• _Collected data_

--- START ---

//! The main page. Composes the two bootstrap controllers (session id from
//! the URL, notebook id from the identity lookup) behind a single render
//! gate: nothing below the loading placeholder mounts until auth has
//! settled and both ids are non-empty. Child panels are not expected to
//! survive empty identifiers, so the gate is a correctness requirement,
//! not cosmetics.

use dioxus::prelude::*;

use crate::api::clear_chat_history;
use crate::auth::{probe_auth, AuthContext};
use crate::components::chat_stream::ChatStream;
use crate::components::drawer::{DrawerSide, OverlayDrawer};
use crate::components::permit_drawer::PermitDrawer;
use crate::components::sources_sidebar::SourcesSidebar;
use crate::components::top_bar::TopBar;
use crate::interop;
use crate::notebook::use_notebook_resolution;
use crate::notices::{push_notice, NoticeQueue, NoticeStack};
use crate::session::{adopt_session, start_new_session, use_session_bootstrap};

/// Widths at or below this render the side panels as overlay drawers.
const MOBILE_BREAKPOINT: u32 = 1024;

/// Breakpoint decision for the current viewport width. Re-evaluated on
/// every resize, not just at mount.
pub fn is_mobile_viewport(width: u32) -> bool {
    width <= MOBILE_BREAKPOINT
}

/// The AND-gate in front of the three-pane layout.
pub fn ready_to_render(auth_loading: bool, session_id: &str, notebook_id: Option<&str>) -> bool {
    !auth_loading && !session_id.is_empty() && notebook_id.is_some_and(|id| !id.is_empty())
}

#[component]
pub fn HomePage() -> Element {
    // Contexts for the whole subtree
    let auth = use_context_provider(|| Signal::new(AuthContext::default()));
    let notices = use_context_provider(|| Signal::new(NoticeQueue::default()));

    let session = use_session_bootstrap();
    let notebook = use_notebook_resolution(auth);

    let viewport = use_signal(interop::get_viewport_size);
    let sources_open = use_signal(|| false);
    let actions_open = use_signal(|| false);
    let mut sources_open_toggle = sources_open;
    let mut actions_open_toggle = actions_open;

    // Follow the viewport across resizes so the panel/drawer swap stays
    // live. Registered once per mount.
    use_effect(move || {
        interop::track_viewport(viewport);
    });

    // Settle the auth cell once on load.
    use_effect(move || {
        spawn(async move {
            probe_auth(auth).await;
        });
    });

    let on_session_select = use_callback(move |id: String| {
        adopt_session(session, id);
    });

    let on_new_session = use_callback(move |_| {
        let Some(notebook_id) = notebook.read().notebook_id().map(str::to_string) else {
            return;
        };
        spawn(async move {
            match start_new_session(notebook_id, session).await {
                Ok(()) => {
                    push_notice(notices, "New chat session created", None);
                }
                Err(e) => {
                    dioxus_logger::tracing::error!("Failed to create new session: {}", e);
                    push_notice(
                        notices,
                        "Failed to create new session",
                        Some("Please try again".to_string()),
                    );
                }
            }
        });
    });

    let on_clear_chats = use_callback(move |_| {
        spawn(async move {
            match clear_chat_history().await {
                Ok(()) => {
                    push_notice(notices, "Chat history cleared", None);
                }
                Err(e) => {
                    dioxus_logger::tracing::error!("Failed to clear chat history: {}", e);
                    push_notice(notices, "Failed to clear chat history", None);
                }
            }
        });
    });

    let auth_loading = auth.read().loading;
    let session_id = session.read().clone();
    let notebook_id = notebook.read().notebook_id().map(str::to_string);

    if !ready_to_render(auth_loading, &session_id, notebook_id.as_deref()) {
        return rsx! {
            style { {PAGE_TOKENS} }
            div {
                style: "height: 100vh; display: flex; align-items: center; justify-content: center; background: var(--bg-primary, #0f172a); color: var(--text-secondary, #94a3b8);",
                "Loading..."
            }
            NoticeStack {}
        };
    }

    let notebook_id = notebook_id.unwrap_or_default();
    let is_mobile = is_mobile_viewport(viewport.read().0);

    rsx! {
        style { {PAGE_TOKENS} }

        div {
            style: "height: 100vh; display: flex; flex-direction: column; background: var(--bg-primary, #0f172a); color: var(--text-primary, #f8fafc); overflow: hidden;",

            TopBar {
                on_session_select,
                on_new_session,
                on_clear_chats,
            }

            if is_mobile {
                div {
                    style: "flex: 1; overflow: hidden; position: relative;",

                    ChatStream { key: "{session_id}", session_id: session_id.clone() }

                    button {
                        style: "position: fixed; top: 64px; left: 0.5rem; z-index: 40; {TOGGLE_BUTTON_STYLE}",
                        title: "Sources",
                        onclick: move |_| sources_open_toggle.set(true),
                        "📄"
                    }
                    button {
                        style: "position: fixed; top: 64px; right: 0.5rem; z-index: 40; {TOGGLE_BUTTON_STYLE}",
                        title: "Actions",
                        onclick: move |_| actions_open_toggle.set(true),
                        "⚙️"
                    }

                    OverlayDrawer {
                        side: DrawerSide::Left,
                        open: sources_open,
                        SourcesSidebar { key: "{notebook_id}", notebook_id: notebook_id.clone() }
                    }
                    OverlayDrawer {
                        side: DrawerSide::Right,
                        open: actions_open,
                        PermitDrawer { key: "{session_id}", session_id: session_id.clone() }
                    }
                }
            } else {
                div {
                    style: "flex: 1; display: grid; grid-template-columns: 260px 1fr 340px; overflow: hidden;",

                    SourcesSidebar { key: "{notebook_id}", notebook_id: notebook_id.clone() }
                    ChatStream { key: "{session_id}", session_id: session_id.clone() }
                    PermitDrawer { key: "{session_id}", session_id: session_id.clone() }
                }
            }
        }

        NoticeStack {}
    }
}

const TOGGLE_BUTTON_STYLE: &str = "width: 36px; height: 36px; display: flex; align-items: center; justify-content: center; background: var(--window-bg, #1f2937); color: var(--text-secondary, #94a3b8); border: 1px solid var(--border-color, #374151); border-radius: var(--radius-md, 8px); cursor: pointer;";

const PAGE_TOKENS: &str = r#"
:root {
    --bg-primary: #0f172a;
    --bg-secondary: #1e293b;
    --text-primary: #f8fafc;
    --text-secondary: #94a3b8;
    --text-muted: #64748b;
    --accent-bg: #3b82f6;
    --accent-text: #ffffff;
    --border-color: #334155;
    --window-bg: #1f2937;
    --danger-text: #ef4444;
    --chat-bg: var(--bg-primary);
    --user-bubble-bg: var(--accent-bg);
    --assistant-bubble-bg: var(--bg-secondary);
    --radius-sm: 4px;
    --radius-md: 8px;
    --radius-lg: 12px;
    --shadow-md: 0 4px 6px rgba(0, 0, 0, 0.4);
    --shadow-lg: 0 10px 40px rgba(0, 0, 0, 0.5);
}

* {
    box-sizing: border-box;
}

body {
    margin: 0;
    padding: 0;
    font-family: -apple-system, BlinkMacSystemFont, 'Segoe UI', Roboto, sans-serif;
    background: var(--bg-primary);
    color: var(--text-primary);
}
"#;

#[cfg(test)]
mod tests {
    use super::*;

    #[test]
    fn gate_blocks_while_auth_loading() {
        assert!(!ready_to_render(true, "s-1", Some("nb-1")));
    }

    #[test]
    fn gate_blocks_on_empty_identifiers() {
        assert!(!ready_to_render(false, "", Some("nb-1")));
        assert!(!ready_to_render(false, "s-1", None));
        assert!(!ready_to_render(false, "s-1", Some("")));
    }

    #[test]
    fn gate_opens_only_when_everything_is_ready() {
        assert!(ready_to_render(false, "s-1", Some("nb-1")));
    }

    #[test]
    fn breakpoint_flips_exactly_past_the_cut() {
        assert!(is_mobile_viewport(0));
        assert!(is_mobile_viewport(MOBILE_BREAKPOINT));
        assert!(!is_mobile_viewport(MOBILE_BREAKPOINT + 1));
        assert!(!is_mobile_viewport(1920));
    }
}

--- END ---

• _DIRECTIONS FOR THIS TASK_
Would you please reproduce the entries above word for word?

• _TASK SOLUTION_
//! The main page. Composes the two bootstrap controllers (session id from
//! the URL, notebook id from the identity lookup) behind a single render
//! gate: nothing below the loading placeholder mounts until auth has
//! settled and both ids are non-empty. Child panels are not expected to
//! survive empty identifiers, so the gate is a correctness requirement,
//! not cosmetics.

use dioxus::prelude::*;

use crate::api::clear_chat_history;
use crate::auth::{probe_auth, AuthContext};
use crate::components::chat_stream::ChatStream;
use crate::components::drawer::{DrawerSide, OverlayDrawer};
use crate::components::permit_drawer::PermitDrawer;
use crate::components::sources_sidebar::SourcesSidebar;
use crate::components::top_bar::TopBar;
use crate::interop;
use crate::notebook::use_notebook_resolution;
use crate::notices::{push_notice, NoticeQueue, NoticeStack};
use crate::session::{adopt_session, start_new_session, use_session_bootstrap};

/// Widths at or below this render the side panels as overlay drawers.
const MOBILE_BREAKPOINT: u32 = 1024;

/// Breakpoint decision for the current viewport width. Re-evaluated on
/// every resize, not just at mount.
pub fn is_mobile_viewport(width: u32) -> bool {
    width <= MOBILE_BREAKPOINT
}

/// The AND-gate in front of the three-pane layout.
pub fn ready_to_render(auth_loading: bool, session_id: &str, notebook_id: Option<&str>) -> bool {
    !auth_loading && !session_id.is_empty() && notebook_id.is_some_and(|id| !id.is_empty())
}

#[component]
pub fn HomePage() -> Element {
    // Contexts for the whole subtree
    let auth = use_context_provider(|| Signal::new(AuthContext::default()));
    let notices = use_context_provider(|| Signal::new(NoticeQueue::default()));

    let session = use_session_bootstrap();
    let notebook = use_notebook_resolution(auth);

    let viewport = use_signal(interop::get_viewport_size);
    let sources_open = use_signal(|| false);
    let actions_open = use_signal(|| false);
    let mut sources_open_toggle = sources_open;
    let mut actions_open_toggle = actions_open;

    // Follow the viewport across resizes so the panel/drawer swap stays
    // live. Registered once per mount.
    use_effect(move || {
        interop::track_viewport(viewport);
    });

    // Settle the auth cell once on load.
    use_effect(move || {
        spawn(async move {
            probe_auth(auth).await;
        });
    });

    let on_session_select = use_callback(move |id: String| {
        adopt_session(session, id);
    });

    let on_new_session = use_callback(move |_| {
        let Some(notebook_id) = notebook.read().notebook_id().map(str::to_string) else {
            return;
        };
        spawn(async move {
            match start_new_session(notebook_id, session).await {
                Ok(()) => {
                    push_notice(notices, "New chat session created", None);
                }
                Err(e) => {
                    dioxus_logger::tracing::error!("Failed to create new session: {}", e);
                    push_notice(
                        notices,
                        "Failed to create new session",
                        Some("Please try again".to_string()),
                    );
                }
            }
        });
    });

    let on_clear_chats = use_callback(move |_| {
        spawn(async move {
            match clear_chat_history().await {
                Ok(()) => {
                    push_notice(notices, "Chat history cleared", None);
                }
                Err(e) => {
                    dioxus_logger::tracing::error!("Failed to clear chat history: {}", e);
                    push_notice(notices, "Failed to clear chat history", None);
                }
            }
        });
    });

    let auth_loading = auth.read().loading;
    let session_id = session.read().clone();
    let notebook_id = notebook.read().notebook_id().map(str::to_string);

    if !ready_to_render(auth_loading, &session_id, notebook_id.as_deref()) {
        return rsx! {
            style { {PAGE_TOKENS} }
            div {
                style: "height: 100vh; display: flex; align-items: center; justify-content: center; background: var(--bg-primary, #0f172a); color: var(--text-secondary, #94a3b8);",
                "Loading..."
            }
            NoticeStack {}
        };
    }

    let notebook_id = notebook_id.unwrap_or_default();
    let is_mobile = is_mobile_viewport(viewport.read().0);

    rsx! {
        style { {PAGE_TOKENS} }

        div {
            style: "height: 100vh; display: flex; flex-direction: column; background: var(--bg-primary, #0f172a); color: var(--text-primary, #f8fafc); overflow: hidden;",

            TopBar {
                on_session_select,
                on_new_session,
                on_clear_chats,
            }

            if is_mobile {
                div {
                    style: "flex: 1; overflow: hidden; position: relative;",

                    ChatStream { key: "{session_id}", session_id: session_id.clone() }

                    button {
                        style: "position: fixed; top: 64px; left: 0.5rem; z-index: 40; {TOGGLE_BUTTON_STYLE}",
                        title: "Sources",
                        onclick: move |_| sources_open_toggle.set(true),
                        "📄"
                    }
                    button {
                        style: "position: fixed; top: 64px; right: 0.5rem; z-index: 40; {TOGGLE_BUTTON_STYLE}",
                        title: "Actions",
                        onclick: move |_| actions_open_toggle.set(true),
                        "⚙️"
                    }

                    OverlayDrawer {
                        side: DrawerSide::Left,
                        open: sources_open,
                        SourcesSidebar { key: "{notebook_id}", notebook_id: notebook_id.clone() }
                    }
                    OverlayDrawer {
                        side: DrawerSide::Right,
                        open: actions_open,
                        PermitDrawer { key: "{session_id}", session_id: session_id.clone() }
                    }
                }
            } else {
                div {
                    style: "flex: 1; display: grid; grid-template-columns: 260px 1fr 340px; overflow: hidden;",

                    SourcesSidebar { key: "{notebook_id}", notebook_id: notebook_id.clone() }
                    ChatStream { key: "{session_id}", session_id: session_id.clone() }
                    PermitDrawer { key: "{session_id}", session_id: session_id.clone() }
                }
            }
        }

        NoticeStack {}
    }
}

const TOGGLE_BUTTON_STYLE: &str = "width: 36px; height: 36px; display: flex; align-items: center; justify-content: center; background: var(--window-bg, #1f2937); color: var(--text-secondary, #94a3b8); border: 1px solid var(--border-color, #374151); border-radius: var(--radius-md, 8px); cursor: pointer;";

const PAGE_TOKENS: &str = r#"
:root {
    --bg-primary: #0f172a;
    --bg-secondary: #1e293b;
    --text-primary: #f8fafc;
    --text-secondary: #94a3b8;
    --text-muted: #64748b;
    --accent-bg: #3b82f6;
    --accent-text: #ffffff;
    --border-color: #334155;
    --window-bg: #1f2937;
    --danger-text: #ef4444;
    --chat-bg: var(--bg-primary);
    --user-bubble-bg: var(--accent-bg);
    --assistant-bubble-bg: var(--bg-secondary);
    --radius-sm: 4px;
    --radius-md: 8px;
    --radius-lg: 12px;
    --shadow-md: 0 4px 6px rgba(0, 0, 0, 0.4);
    --shadow-lg: 0 10px 40px rgba(0, 0, 0, 0.5);
}

* {
    box-sizing: border-box;
}

body {
    margin: 0;
    padding: 0;
    font-family: -apple-system, BlinkMacSystemFont, 'Segoe UI', Roboto, sans-serif;
    background: var(--bg-primary);
    color: var(--text-primary);
}
"#;

#[cfg(test)]
mod tests {
    use super::*;

    #[test]
    fn gate_blocks_while_auth_loading() {
        assert!(!ready_to_render(true, "s-1", Some("nb-1")));
    }

    #[test]
    fn gate_blocks_on_empty_identifiers() {
        assert!(!ready_to_render(false, "", Some("nb-1")));
        assert!(!ready_to_render(false, "s-1", None));
        assert!(!ready_to_render(false, "s-1", Some("")));
    }

    #[test]
    fn gate_opens_only_when_everything_is_ready() {
        assert!(ready_to_render(false, "s-1", Some("nb-1")));
    }

    #[test]
    fn breakpoint_flips_exactly_past_the_cut() {
        assert!(is_mobile_viewport(0));
        assert!(is_mobile_viewport(MOBILE_BREAKPOINT));
        assert!(!is_mobile_viewport(MOBILE_BREAKPOINT + 1));
        assert!(!is_mobile_viewport(1920));
    }
}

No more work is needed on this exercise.